Erzählt wird zunächst von der inzwischen auch schon betagten Elterngeneration aus, mit Abby und Red Whitshank als Mittelpunkt. Von deren Kindern passt einer nicht recht ins Schema, schert immer wieder aus, beansprucht die Aufmerksamkeit der Eltern im Übermaß, sorgt für Sorgen und Streitereien, Eifersüchteleien und Rangeleien. Als Abby anfängt Aussetzer zu haben und Red, der die Baufirma des Vaters übernommen hatte, einen ersten leichten Herzinfarkt hat, muss man überlegen, ob das Haus in der Bouton Road gehalten werden kann, - der Stolz der Familie.

Denn dieses Haus ist mehr als nur ein Haus. Wie dieses Haus in den Whitshankschen Besitz gelangte, gehört zur kurzen Familienchronik. Denn die Whitshanks sind Aufsteiger, ja, Emporkömmlinge und das Haus ist das Symbol ihres Erfolgs und das Zeichen des guten Geschmacks seines Besitzers.

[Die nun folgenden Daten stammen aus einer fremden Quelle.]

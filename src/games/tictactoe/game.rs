//! Game engine for tic-tac-toe.
//!
//! [`Game`] owns one game's board and turn state. It is mutated only by
//! [`Game::make_move`] (or its typed twin [`Game::place`]) and
//! [`Game::reset`]; once a game is over it refuses further moves until reset.

use super::action::{Move, MoveError, MoveOutcome};
use super::heuristic::{self, TieBreaker};
use super::invariants::assert_invariants;
use super::position::Position;
use super::rules;
use super::types::{Board, GameStatus, Player, Square};
use serde::{Deserialize, Serialize};
use tracing::{debug, info, instrument};

/// Tic-tac-toe game engine.
#[derive(Debug, Clone, PartialEq, Eq, Serialize, Deserialize)]
pub struct Game {
    pub(super) board: Board,
    pub(super) current_player: Player,
    pub(super) status: GameStatus,
    pub(super) move_count: u8,
    pub(super) history: Vec<Move>,
}

impl Game {
    /// Creates a new game: empty board, X to move.
    pub fn new() -> Self {
        Self {
            board: Board::new(),
            current_player: Player::X,
            status: GameStatus::InProgress,
            move_count: 0,
            history: Vec::new(),
        }
    }

    /// Plays a sequence of cell numbers (1-9) from a fresh game.
    ///
    /// Stops at the first rejected move and returns its error.
    #[instrument]
    pub fn replay(numbers: &[usize]) -> Result<Self, MoveError> {
        let mut game = Self::new();
        for &number in numbers {
            game.make_move(number)?;
        }
        Ok(game)
    }

    /// Returns the board.
    pub fn board(&self) -> &Board {
        &self.board
    }

    /// Returns the player to move, or the winner once the game is won.
    pub fn current_player(&self) -> Player {
        self.current_player
    }

    /// Returns the game status.
    pub fn status(&self) -> GameStatus {
        self.status
    }

    /// Returns true once the game is won or drawn.
    pub fn is_over(&self) -> bool {
        self.status.is_over()
    }

    /// Returns the winner, if the game has been won.
    pub fn winner(&self) -> Option<Player> {
        self.status.winner()
    }

    /// Number of successful moves so far (0-9).
    pub fn move_count(&self) -> u8 {
        self.move_count
    }

    /// Returns the move history.
    pub fn history(&self) -> &[Move] {
        &self.history
    }

    /// Empty positions in ascending order.
    pub fn available_moves(&self) -> Vec<Position> {
        self.board.empty_positions()
    }

    /// Checks a cell number (1-9) against the current state without applying it.
    pub fn validate(&self, number: usize) -> Result<Position, MoveError> {
        if self.is_over() {
            return Err(MoveError::GameAlreadyOver);
        }

        let pos = Position::from_number(number).ok_or(MoveError::InvalidPosition(number))?;

        if !self.board.is_empty(pos) {
            return Err(MoveError::CellOccupied(pos));
        }

        Ok(pos)
    }

    /// Places the current player's mark at cell `number` (1-9).
    ///
    /// On success the result says whether the move won, drew, or passed the
    /// turn. A winning or drawing move leaves `current_player` on the mover.
    #[instrument(skip(self), fields(player = %self.current_player, board = %self.board.notation()))]
    pub fn make_move(&mut self, number: usize) -> Result<MoveOutcome, MoveError> {
        let pos = self.validate(number).inspect_err(|e| {
            debug!(error = %e, "Move rejected");
        })?;
        Ok(self.apply(pos))
    }

    /// Places the current player's mark at `pos`.
    pub fn place(&mut self, pos: Position) -> Result<MoveOutcome, MoveError> {
        self.make_move(pos.number())
    }

    fn apply(&mut self, pos: Position) -> MoveOutcome {
        let player = self.current_player;
        self.board.set(pos, Square::Occupied(player));
        self.move_count += 1;
        self.history.push(Move::new(player, pos));
        debug!(%player, position = pos.number(), move_count = self.move_count, "Move applied");

        let outcome = if rules::has_winner(&self.board) {
            self.status = GameStatus::Won(player);
            info!(winner = %player, moves = self.move_count, "Game won");
            MoveOutcome::Win(player)
        } else if usize::from(self.move_count) == self.board.squares().len() {
            self.status = GameStatus::Draw;
            info!("Game drawn");
            MoveOutcome::Draw
        } else {
            self.current_player = player.opponent();
            MoveOutcome::Continue {
                next: self.current_player,
            }
        };

        assert_invariants(self);
        outcome
    }

    /// Returns the engine to its initial state.
    #[instrument(skip(self))]
    pub fn reset(&mut self) {
        *self = Self::new();
        debug!("Game reset");
    }

    /// Picks a move for the player to move using the one-ply heuristic.
    ///
    /// Returns `None` once the game is over.
    pub fn heuristic_move<T: TieBreaker + ?Sized>(&self, tie_breaker: &mut T) -> Option<Position> {
        if self.is_over() {
            return None;
        }
        heuristic::heuristic_move(&self.board, self.current_player, tie_breaker)
    }
}

impl Default for Game {
    fn default() -> Self {
        Self::new()
    }
}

Vollkommenheit und Makellosigkeit abzubilden, das war Traum und Ziel des Bauunternehmers Jurvis Roy, dem „Stammvater“. Seine Selbstdarstellung. Dumm nur, dass Linnie, seine Frau, einem anderen, gegenläufigen Lebenstraum nachhing, einem viel gewöhnlicheren, unambitionierten, dem Traum vom Glück halt: atmosphärische Störungen vorprogrammiert!

Dieser Roman liest sich leicht. Man sympathisiert abwechselnd mit den verschiedenen Charakteren, von denen jeder aus seiner Perspektive heraus betrachtet recht hat. Und natürlich haben die Whitshanks, wie fast jede Familie, auch ein paar delikate Details zu verschweigen ...

Fazit: Nachhaltige Unterhaltung mit hohem Identifikationspotential.